▶ _EXERCISE PROMPT_
Transcribe the records word for word, beginning with the first line and ending with the line that contains "const BATCH_SIZE: usize = 16;"; include nothing else.

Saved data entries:
------

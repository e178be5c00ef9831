//! ONNX cross-encoder relevance scorer.

use std::path::Path;
use std::sync::Mutex;

use async_trait::async_trait;
use ort::session::Session;
use ort::value::Tensor;
use tokenizers::{Encoding, Tokenizer, TruncationParams, TruncationStrategy};
use tracing::{debug, info};

use rag_core::{RagError, RelevanceScorer, RerankerConfig, Result};

use crate::session::build_session;

/// Pairs scored per inference call.
const BATCH_SIZE: usize = 16;

/// Cross-encoder such as bge-reranker-base.
///
/// Scores `(query, passage)` pairs jointly and maps the single relevance
/// logit through a sigmoid, so scores fall in `(0, 1)`.
pub struct OnnxCrossEncoder {
    session: Mutex<Session>,
    tokenizer: Tokenizer,
}

impl OnnxCrossEncoder {
    /// Load `model.onnx` and `tokenizer.json` from the configured directory.
    pub fn from_config(config: &RerankerConfig) -> Result<Self> {
        let dir = config.model_path.as_path();
        let mut encoder = Self::new(
            dir.join("model.onnx"),
            dir.join("tokenizer.json"),
            config.num_threads,
        )?;
        truncate_pairs(&mut encoder.tokenizer, config.max_tokens)?;
        Ok(encoder)
    }

    pub fn new(
        model_path: impl AsRef<Path>,
        tokenizer_path: impl AsRef<Path>,
        num_threads: usize,
    ) -> Result<Self> {
        let model_path = model_path.as_ref();

        info!("Loading cross-encoder from {:?}", model_path);
        let session = build_session(model_path, num_threads).map_err(RagError::scoring)?;

        let mut tokenizer = Tokenizer::from_file(tokenizer_path.as_ref())
            .map_err(|e| RagError::scoring(format!("Failed to load tokenizer: {}", e)))?;
        truncate_pairs(&mut tokenizer, RerankerConfig::default().max_tokens)?;

        Ok(Self {
            session: Mutex::new(session),
            tokenizer,
        })
    }

    fn score_batch(&self, query: &str, passages: &[&str]) -> Result<Vec<f32>> {
        let encodings = encode_pairs(&self.tokenizer, query, passages)?;

        let batch_size = encodings.len();
        let max_len = encodings
            .iter()
            .map(|e| e.get_ids().len())
            .max()
            .unwrap_or(0);

        let mut input_ids = vec![0i64; batch_size * max_len];
        let mut attention_mask = vec![0i64; batch_size * max_len];

        for (i, encoding) in encodings.iter().enumerate() {
            let ids = encoding.get_ids();
            let mask = encoding.get_attention_mask();
            for j in 0..ids.len() {
                input_ids[i * max_len + j] = ids[j] as i64;
                attention_mask[i * max_len + j] = mask[j] as i64;
            }
        }

        let input_ids_tensor = Tensor::from_array((vec![batch_size, max_len], input_ids))
            .map_err(|e| RagError::scoring(format!("Failed to create input tensor: {}", e)))?;
        let attention_mask_tensor =
            Tensor::from_array((vec![batch_size, max_len], attention_mask))
                .map_err(|e| RagError::scoring(format!("Failed to create mask tensor: {}", e)))?;

        let mut session = self
            .session
            .lock()
            .map_err(|e| RagError::scoring(format!("Failed to lock session: {}", e)))?;

        let outputs = session
            .run(ort::inputs![
                "input_ids" => input_ids_tensor,
                "attention_mask" => attention_mask_tensor
            ])
            .map_err(|e| RagError::scoring(format!("Inference failed: {}", e)))?;

        let (_, output) = outputs
            .iter()
            .next()
            .ok_or_else(|| RagError::scoring("No output tensor found"))?;

        let view = output
            .try_extract_array::<f32>()
            .map_err(|e| RagError::scoring(format!("Failed to extract logits: {}", e)))?;

        // Logits come as (batch, 1) or (batch,).
        let logits: Vec<f32> = match view.shape() {
            [n, 1] if *n == batch_size => (0..batch_size).map(|i| view[[i, 0]]).collect(),
            [n] if *n == batch_size => (0..batch_size).map(|i| view[[i]]).collect(),
            shape => {
                return Err(RagError::scoring(format!(
                    "Unexpected logits shape: {:?}",
                    shape
                )))
            }
        };

        Ok(logits.into_iter().map(sigmoid).collect())
    }
}

/// Cap encoded pairs at `max_tokens`, trimming the longer sequence first.
fn truncate_pairs(tokenizer: &mut Tokenizer, max_tokens: usize) -> Result<()> {
    tokenizer
        .with_truncation(Some(TruncationParams {
            max_length: max_tokens,
            strategy: TruncationStrategy::LongestFirst,
            ..Default::default()
        }))
        .map_err(|e| RagError::scoring(format!("Failed to configure truncation: {}", e)))?;
    Ok(())
}

fn encode_pairs(tokenizer: &Tokenizer, query: &str, passages: &[&str]) -> Result<Vec<Encoding>> {
    let pairs: Vec<(&str, &str)> = passages.iter().map(|p| (query, *p)).collect();
    tokenizer
        .encode_batch(pairs, true)
        .map_err(|e| RagError::scoring(format!("Tokenization failed: {}", e)))
}

fn sigmoid(x: f32) -> f32 {
    1.0 / (1.0 + (-x).exp())
}

#[async_trait]
impl RelevanceScorer for OnnxCrossEncoder {
    async fn score(&self, query: &str, passages: &[&str]) -> Result<Vec<f32>> {
        let mut scores = Vec::with_capacity(passages.len());
        for batch in passages.chunks(BATCH_SIZE) {
            scores.extend(self.score_batch(query, batch)?);
        }
        debug!("Scored {} passages", scores.len());
        Ok(scores)
    }
}

#[cfg(test)]
mod tests {
    use super::*;

    #[test]
    fn test_sigmoid() {
        assert!((sigmoid(0.0) - 0.5).abs() < 1e-6);
        assert!(sigmoid(8.0) > 0.99);
        assert!(sigmoid(-8.0) < 0.01);
        assert!(sigmoid(1.0) > sigmoid(0.5));
    }

    /// Whitespace word-level tokenizer with BERT-style pair template.
    fn pair_tokenizer() -> Tokenizer {
        let json = r#"{
            "version": "1.0",
            "truncation": null,
            "padding": null,
            "added_tokens": [],
            "normalizer": null,
            "pre_tokenizer": { "type": "Whitespace" },
            "post_processor": {
                "type": "TemplateProcessing",
                "single": [
                    { "SpecialToken": { "id": "[CLS]", "type_id": 0 } },
                    { "Sequence": { "id": "A", "type_id": 0 } },
                    { "SpecialToken": { "id": "[SEP]", "type_id": 0 } }
                ],
                "pair": [
                    { "SpecialToken": { "id": "[CLS]", "type_id": 0 } },
                    { "Sequence": { "id": "A", "type_id": 0 } },
                    { "SpecialToken": { "id": "[SEP]", "type_id": 0 } },
                    { "Sequence": { "id": "B", "type_id": 1 } },
                    { "SpecialToken": { "id": "[SEP]", "type_id": 1 } }
                ],
                "special_tokens": {
                    "[CLS]": { "id": "[CLS]", "ids": [1], "tokens": ["[CLS]"] },
                    "[SEP]": { "id": "[SEP]", "ids": [2], "tokens": ["[SEP]"] }
                }
            },
            "decoder": null,
            "model": {
                "type": "WordLevel",
                "vocab": { "[UNK]": 0, "[CLS]": 1, "[SEP]": 2, "sprint": 3, "review": 4 },
                "unk_token": "[UNK]"
            }
        }"#;
        json.parse().unwrap()
    }

    #[test]
    fn test_long_query_keeps_passage_and_separator() {
        let mut tokenizer = pair_tokenizer();
        truncate_pairs(&mut tokenizer, 8).unwrap();

        let query = ["sprint"; 10].join(" ");
        let encodings = encode_pairs(&tokenizer, &query, &["review review"]).unwrap();
        let ids = encodings[0].get_ids();

        assert_eq!(ids.len(), 8);
        assert_eq!(ids[0], 1);
        assert_eq!(*ids.last().unwrap(), 2);
        assert_eq!(ids.iter().filter(|&&id| id == 4).count(), 2);
    }

    #[test]
    fn test_short_pairs_are_untouched() {
        let mut tokenizer = pair_tokenizer();
        truncate_pairs(&mut tokenizer, 512).unwrap();

        let encodings = encode_pairs(&tokenizer, "sprint", &["review"]).unwrap();
        assert_eq!(encodings[0].get_ids(), &[1, 3, 2, 4, 2]);
    }

    #[test]
    fn test_missing_model_is_scoring_error() {
        let dir = tempfile::tempdir().unwrap();
        let config = RerankerConfig {
            model_path: dir.path().to_path_buf(),
            ..Default::default()
        };
        let err = OnnxCrossEncoder::from_config(&config).err().unwrap();
        assert_eq!(err.error_code(), "SCORING_ERROR");
    }
}
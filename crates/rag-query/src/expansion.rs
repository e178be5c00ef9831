//! Query expansion: paraphrase generation and multi-pass merging.

use std::sync::Arc;
use std::time::Duration;

use futures::stream::{self, StreamExt};
use tracing::{debug, info, warn};

use rag_core::{DegradedReason, Pool, RagError, Result, TextGenerator};
use rag_llm::prompts::paraphrase_prompt;

use crate::dedup::dedup_by_fingerprint;
use crate::retriever::BaseRetriever;

/// Paraphrase lines shorter than this are discarded.
const MIN_PARAPHRASE_CHARS: usize = 6;

/// Queries to search, original question first.
#[derive(Debug, Clone, PartialEq)]
pub struct Expansion {
    pub queries: Vec<String>,
    pub degraded: Option<DegradedReason>,
}

impl Expansion {
    fn original_only(question: &str, reason: DegradedReason) -> Self {
        Self {
            queries: vec![question.to_string()],
            degraded: Some(reason),
        }
    }
}

/// Parse generator output into at most `num_queries` paraphrases.
///
/// One paraphrase per line; leading enumeration markers are stripped.
pub fn parse_paraphrases(text: &str, num_queries: usize) -> Vec<String> {
    text.lines()
        .map(|line| {
            line.trim()
                .trim_start_matches(|c: char| c.is_ascii_digit() || ".-) ".contains(c))
                .trim()
        })
        .filter(|line| line.chars().count() >= MIN_PARAPHRASE_CHARS)
        .take(num_queries)
        .map(str::to_string)
        .collect()
}

/// Rewrites a question into paraphrases with a text generator.
pub struct QueryExpander {
    generator: Option<Arc<dyn TextGenerator>>,
    timeout: Duration,
}

impl QueryExpander {
    pub fn new(generator: Option<Arc<dyn TextGenerator>>, timeout: Duration) -> Self {
        Self { generator, timeout }
    }

    /// Expand `question` into itself plus up to `num_queries` paraphrases.
    ///
    /// Never fails: generation errors and timeouts fall back to the original
    /// question with a degradation.
    pub async fn expand(&self, question: &str, num_queries: usize) -> Expansion {
        let Some(generator) = &self.generator else {
            warn!("Query expansion requested without a text generator");
            return Expansion::original_only(
                question,
                DegradedReason::ExpansionFailed {
                    message: "no text generator configured".to_string(),
                },
            );
        };

        if num_queries == 0 {
            return Expansion {
                queries: vec![question.to_string()],
                degraded: None,
            };
        }

        let prompt = paraphrase_prompt(question, num_queries);
        let output = match tokio::time::timeout(self.timeout, generator.complete(&prompt)).await {
            Ok(Ok(text)) => text,
            Ok(Err(e)) => {
                warn!("Paraphrase generation failed, using original question: {}", e);
                return Expansion::original_only(
                    question,
                    DegradedReason::ExpansionFailed {
                        message: e.to_string(),
                    },
                );
            }
            Err(_) => {
                warn!(
                    "Paraphrase generation timed out after {:?}, using original question",
                    self.timeout
                );
                return Expansion::original_only(question, DegradedReason::ExpansionTimedOut);
            }
        };

        let mut queries = vec![question.to_string()];
        queries.extend(parse_paraphrases(&output, num_queries));

        info!("Expanded question into {} queries", queries.len());
        for (i, q) in queries.iter().enumerate().skip(1) {
            debug!("  paraphrase {}: {:?}", i, q);
        }

        Expansion {
            queries,
            degraded: None,
        }
    }
}

/// Run one base pass per query and merge the pools.
///
/// Passes run concurrently, at most `max_concurrency` at a time, and are
/// merged in query order, so earlier queries win ties. The merged pool is
/// deduplicated by fingerprint and cut to `limit`. A failed pass is dropped
/// with a degradation; the first error is returned only if every pass failed.
pub async fn expand_and_merge(
    retriever: &BaseRetriever,
    queries: &[String],
    max_concurrency: usize,
    limit: usize,
) -> Result<Pool> {
    let outcomes: Vec<Result<Pool>> = stream::iter(queries.iter().map(|q| retriever.run(q)))
        .buffered(max_concurrency.max(1))
        .collect()
        .await;

    let mut merged = Pool::default();
    let mut first_error: Option<RagError> = None;
    let mut succeeded = 0usize;

    for (query, outcome) in queries.iter().zip(outcomes) {
        match outcome {
            Ok(pool) => {
                succeeded += 1;
                merged.chunks.extend(pool.chunks);
                for reason in pool.degraded {
                    if !merged.degraded.contains(&reason) {
                        merged.degraded.push(reason);
                    }
                }
            }
            Err(e) => {
                warn!("Retrieval for {:?} failed, dropping it: {}", query, e);
                merged.degraded.push(DegradedReason::ExpansionPassFailed {
                    query: query.clone(),
                    message: e.to_string(),
                });
                first_error.get_or_insert(e);
            }
        }
    }

    if succeeded == 0 {
        if let Some(e) = first_error {
            return Err(e);
        }
    }

    let total = merged.len();
    merged.chunks = dedup_by_fingerprint(merged.chunks);
    let unique = merged.len();
    merged.truncate(limit);

    info!(
        "Merged {} passes: {} chunks, {} unique, using {}",
        succeeded,
        total,
        unique,
        merged.len()
    );
    Ok(merged)
}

------

▶ _EXERCISE RESPONSE_
repository e178be5c00ef9831
//! ONNX cross-encoder relevance scorer.

use std::path::Path;
use std::sync::Mutex;

use async_trait::async_trait;
use ort::session::Session;
use ort::value::Tensor;
use tokenizers::{Encoding, Tokenizer, TruncationParams, TruncationStrategy};
use tracing::{debug, info};

use rag_core::{RagError, RelevanceScorer, RerankerConfig, Result};

use crate::session::build_session;

/// Pairs scored per inference call.
const BATCH_SIZE: usize = 16;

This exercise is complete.